Here, the weight of catholic teaching shows itself. When I was in school it was normal to use “gay” (and worse) as insults, but the compulsory religious studies courses that often reiterated arguments about “the sanctity of marriage” or the natural hetrosexual relationship infuse these apparently playground insults with a real sense of moral judgement. A religious studies teacher once told my class that he doesn’t hate gay people, he just likes them less than ‘normal’ people. Now I’ve never been a religious person, but I can’t deny the role that those lessons played in reinforcing my use of slurs in casual conversation, used as tools of dismissal. I have to wonder how many ideas, and how many people, I have dismissed using those words. I wonder how deeply those words affected their targets, and I wonder what I could have known about myself had the queer and the feminine not been dismissed as weak and immoral.
Those associations weighed heavily on me, even if for a long time they were subconscious. I’ve always been bi; it is unavoidably who I am. But those associations stopped me from claiming that for myself for far too long. I knew how I felt, but I could not marry my image of myself with what my feelings were ‘supposed’ to make me. I had internalised an image of what it meant to be queer that had very little relation to the reality of the queer experience.
A friend I spoke to, a trans woman, said that she feels that if she had attended a co-ed school rather than a catholic boys school she almost certainly would have realised she wasn’t cis earlier than she did. She said “At [our school] there was no education regarding the queer community whatsoever, so to me trans people were more of a fantasy than an actual reality. With the severe lack of diversity in that sphere, it never even clocked in as a possibility for me.”
I suppose I’m one of the lucky ones really; I accepted who I was when the paradox of wanting to fuck Tom Holland while also being a ‘straight’ man became too much. But that said, there was a long time when I maintained that double-think, and it’s an unfortunate fact that many more will maintain that paradox for the rest of their lives. And really, that’s the aim of these Institutions.

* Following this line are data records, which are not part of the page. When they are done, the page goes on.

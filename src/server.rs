//! HTTP API over the registry, ingestion pipeline, and retrieval engine.
//!
//! # Endpoints
//!
//! | Method | Path | Description |
//! |--------|------|-------------|
//! | `GET`  | `/health` | Health check (returns version) |
//! | `GET`  | `/providers` | List providers (credentials masked) |
//! | `GET`  | `/providers/{id}/models` | A provider's model catalog |
//! | `POST` | `/providers/{id}/test` | Run a connection test |
//! | `POST` | `/providers/{id}/refresh` | Refresh the model catalog |
//! | `GET`  | `/collections` | List collections |
//! | `POST` | `/collections` | Create a collection |
//! | `POST` | `/collections/{id}/documents?filename=` | Upload a file (raw body) |
//! | `GET`  | `/documents/{id}/status` | Background ingestion status |
//! | `POST` | `/search` | Semantic search |
//!
//! # Error Contract
//!
//! ```json
//! { "error": { "code": "validation", "message": "Validation error: limit must be at least 1" } }
//! ```
//!
//! Validation, unsupported-type, and parse errors map to 400, missing
//! entities to 404, name collisions to 409, provider failures to 502,
//! and everything else to 500.

use axum::{
    body::Bytes,
    extract::{DefaultBodyLimit, Path, Query, State},
    http::StatusCode,
    response::{IntoResponse, Response},
    routing::{get, post},
    Json, Router,
};
use serde::{Deserialize, Serialize};
use tower_http::cors::{Any, CorsLayer};
use tracing::{error, info};

use docrag_core::models::{Collection, Document, Model, ProviderView};
use docrag_core::search::SearchHit;

use crate::app::App;
use crate::error::Error;
use crate::ingest::NewCollection;
use crate::registry::TestOutcome;
use crate::tasks::TaskState;

/// Largest accepted upload body.
const MAX_UPLOAD_BYTES: usize = 64 * 1024 * 1024;

#[derive(Clone)]
struct AppState {
    app: App,
}

/// Build the router. Exposed for tests that serve it on an ephemeral port.
pub fn router(app: App) -> Router {
    let cors = CorsLayer::new()
        .allow_origin(Any)
        .allow_methods(Any)
        .allow_headers(Any);

    Router::new()
        .route("/health", get(handle_health))
        .route("/providers", get(handle_list_providers))
        .route("/providers/{id}/models", get(handle_list_models))
        .route("/providers/{id}/test", post(handle_test_provider))
        .route("/providers/{id}/refresh", post(handle_refresh_models))
        .route(
            "/collections",
            get(handle_list_collections).post(handle_create_collection),
        )
        .route(
            "/collections/{id}/documents",
            post(handle_upload).layer(DefaultBodyLimit::max(MAX_UPLOAD_BYTES)),
        )
        .route("/documents/{id}/status", get(handle_document_status))
        .route("/search", post(handle_search))
        .layer(cors)
        .with_state(AppState { app })
}

/// Serve the API on `[server].bind` until the process is terminated.
pub async fn run_server(app: App) -> anyhow::Result<()> {
    let bind_addr = app.config.server.bind.clone();
    let listener = tokio::net::TcpListener::bind(&bind_addr).await?;
    info!("docrag server listening on http://{}", bind_addr);
    axum::serve(listener, router(app)).await?;
    Ok(())
}

// ============ Error response ============

#[derive(Serialize)]
struct ErrorBody {
    error: ErrorDetail,
}

#[derive(Serialize)]
struct ErrorDetail {
    code: String,
    message: String,
}

struct AppError(Error);

impl From<Error> for AppError {
    fn from(err: Error) -> Self {
        AppError(err)
    }
}

fn status_for(err: &Error) -> StatusCode {
    match err {
        Error::Validation(_) | Error::UnsupportedType(_) | Error::Parse(_) => {
            StatusCode::BAD_REQUEST
        }
        Error::NotFound { .. } => StatusCode::NOT_FOUND,
        Error::Duplicate { .. } => StatusCode::CONFLICT,
        Error::Provider(_) => StatusCode::BAD_GATEWAY,
        Error::Database(_) | Error::Config(_) | Error::Io(_) => StatusCode::INTERNAL_SERVER_ERROR,
    }
}

impl IntoResponse for AppError {
    fn into_response(self) -> Response {
        let status = status_for(&self.0);
        if status.is_server_error() {
            error!(error = %self.0, "Request failed");
        }
        let body = ErrorBody {
            error: ErrorDetail {
                code: self.0.code().to_string(),
                message: self.0.to_string(),
            },
        };
        (status, Json(body)).into_response()
    }
}

type ApiResult<T> = Result<T, AppError>;

// ============ GET /health ============

#[derive(Serialize)]
struct HealthResponse {
    status: String,
    version: String,
}

async fn handle_health() -> Json<HealthResponse> {
    Json(HealthResponse {
        status: "ok".to_string(),
        version: env!("CARGO_PKG_VERSION").to_string(),
    })
}

// ============ providers ============

async fn handle_list_providers(State(state): State<AppState>) -> ApiResult<Json<Vec<ProviderView>>> {
    Ok(Json(state.app.registry.list().await?))
}

async fn handle_list_models(
    State(state): State<AppState>,
    Path(id): Path<String>,
) -> ApiResult<Json<Vec<Model>>> {
    Ok(Json(state.app.registry.list_models(&id).await?))
}

/// The outcome is a 200 whether or not the connection succeeded; only an
/// unknown provider is an error.
async fn handle_test_provider(
    State(state): State<AppState>,
    Path(id): Path<String>,
) -> ApiResult<Json<TestOutcome>> {
    Ok(Json(state.app.registry.test_provider(&id).await?))
}

async fn handle_refresh_models(
    State(state): State<AppState>,
    Path(id): Path<String>,
) -> ApiResult<Json<Vec<Model>>> {
    Ok(Json(state.app.registry.refresh_models(&id).await?))
}

// ============ collections ============

async fn handle_list_collections(
    State(state): State<AppState>,
) -> ApiResult<Json<Vec<Collection>>> {
    Ok(Json(state.app.pipeline.list_collections().await?))
}

#[derive(Deserialize)]
#[serde(rename_all = "camelCase")]
struct CreateCollectionRequest {
    name: String,
    #[serde(default)]
    description: Option<String>,
    #[serde(default)]
    chunk_size: Option<usize>,
    #[serde(default)]
    chunk_overlap: Option<usize>,
    embedding_provider_id: String,
    embedding_model_id: String,
}

async fn handle_create_collection(
    State(state): State<AppState>,
    Json(req): Json<CreateCollectionRequest>,
) -> ApiResult<(StatusCode, Json<Collection>)> {
    let collection = state
        .app
        .pipeline
        .create_collection(NewCollection {
            name: req.name,
            description: req.description,
            chunk_size: req.chunk_size,
            chunk_overlap: req.chunk_overlap,
            embedding_provider_id: req.embedding_provider_id,
            embedding_model_id: req.embedding_model_id,
        })
        .await?;
    Ok((StatusCode::CREATED, Json(collection)))
}

// ============ documents ============

#[derive(Deserialize)]
struct UploadParams {
    filename: String,
}

/// Write the raw body under the upload directory, then hand it to the
/// pipeline. Responds once the document is stored; chunking and embedding
/// continue in the background.
async fn handle_upload(
    State(state): State<AppState>,
    Path(collection_id): Path<String>,
    Query(params): Query<UploadParams>,
    body: Bytes,
) -> ApiResult<(StatusCode, Json<Document>)> {
    let filename = std::path::Path::new(&params.filename)
        .file_name()
        .map(|n| n.to_string_lossy().into_owned())
        .filter(|n| !n.trim().is_empty())
        .ok_or_else(|| Error::Validation("filename must not be empty".to_string()))?;

    // Reject before touching disk.
    state.app.pipeline.get_collection(&collection_id).await?;
    if docrag_core::models::FileType::from_filename(&filename).is_none() {
        return Err(Error::UnsupportedType(filename).into());
    }

    let dir = state.app.config.upload_dir();
    tokio::fs::create_dir_all(&dir).await.map_err(Error::from)?;
    let stored = dir.join(format!("{}-{}", uuid::Uuid::new_v4(), filename));
    tokio::fs::write(&stored, &body).await.map_err(Error::from)?;

    match state
        .app
        .pipeline
        .upload(&collection_id, &stored, Some(&filename))
        .await
    {
        Ok(document) => Ok((StatusCode::ACCEPTED, Json(document))),
        Err(e) => {
            let _ = tokio::fs::remove_file(&stored).await;
            Err(e.into())
        }
    }
}

#[derive(Serialize)]
#[serde(rename_all = "camelCase")]
struct DocumentStatus {
    document_id: String,
    /// `None` when the run predates this process.
    task: Option<TaskState>,
    chunk_count: usize,
    embedded_count: usize,
}

async fn handle_document_status(
    State(state): State<AppState>,
    Path(id): Path<String>,
) -> ApiResult<Json<DocumentStatus>> {
    let chunks = state.app.pipeline.list_chunks(&id).await?;
    Ok(Json(DocumentStatus {
        task: state.app.pipeline.ingest_status(&id),
        chunk_count: chunks.len(),
        embedded_count: chunks.iter().filter(|c| c.embedding.is_some()).count(),
        document_id: id,
    }))
}

// ============ POST /search ============

#[derive(Deserialize)]
#[serde(rename_all = "camelCase")]
struct SearchRequest {
    query: String,
    #[serde(default)]
    collection_ids: Vec<String>,
    #[serde(default)]
    limit: Option<usize>,
}

#[derive(Serialize)]
struct SearchResponse {
    hits: Vec<SearchHit>,
}

async fn handle_search(
    State(state): State<AppState>,
    Json(req): Json<SearchRequest>,
) -> ApiResult<Json<SearchResponse>> {
    let hits = state
        .app
        .retrieval
        .search(&req.query, &req.collection_ids, req.limit)
        .await?;
    Ok(Json(SearchResponse { hits }))
}

#[cfg(test)]
mod tests {
    use super::*;
    use crate::error::ProviderError;

    #[test]
    fn test_status_mapping() {
        let cases = [
            (Error::Validation("x".into()), StatusCode::BAD_REQUEST),
            (Error::UnsupportedType("a.txt".into()), StatusCode::BAD_REQUEST),
            (Error::Parse("bad".into()), StatusCode::BAD_REQUEST),
            (Error::not_found("Collection", "c1"), StatusCode::NOT_FOUND),
            (Error::duplicate("Collection", "docs"), StatusCode::CONFLICT),
            (
                Error::Provider(ProviderError::RateLimited {
                    provider: "openai".into(),
                }),
                StatusCode::BAD_GATEWAY,
            ),
            (
                Error::Database(anyhow::anyhow!("locked")),
                StatusCode::INTERNAL_SERVER_ERROR,
            ),
        ];
        for (err, status) in cases {
            assert_eq!(status_for(&err), status, "{}", err);
        }
    }
}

There are a small minority who really do believe that queer people make up an incalculably small fraction of the population. Men like the teacher who, in response to one student publicly coming out at my school proclaimed “I don’t know why they have to make such a big deal about it, it’s not like there’s any others here.” But these are outliers; whether it’s verbalised or not, these institutions know that queerness is much more prevalent than their student bodies would publically suggest, and so they are built to repress those feelings in their pupils. They might be limited in what a teacher can say in a classroom, but they breed an environment and a culture which teaches boys to police each other and themselves in both thought and action.
A common refrain at my particular high school was that the school aimed to “create good, Christian men”, and “successful citizens”. Other catholic schools will similarly espouse their desire to mold their students into better people in God’s image. The problem is that, as an institution, the schools have a very narrow vision of what that means.
I left high school four years ago, and it’s taken all of that time for me to reach this point of consciousness about the subconscious ways of thinking I was brought up in. It wasn’t a journey I made alone. It might not have been possible without access to the kinds of education that university offers which were sadly missing from my secondary education, and it’s a journey I owe to a number of excellent teachers and lecturers, and to some very good friends. I hope it’s a journey that the boys I was educated with also make, for their own sake, and everyone else’s. And to the RE teacher that told me I was lying for saying that I could ever love a trans person, from the bottom of my heart, absolutely get fucked.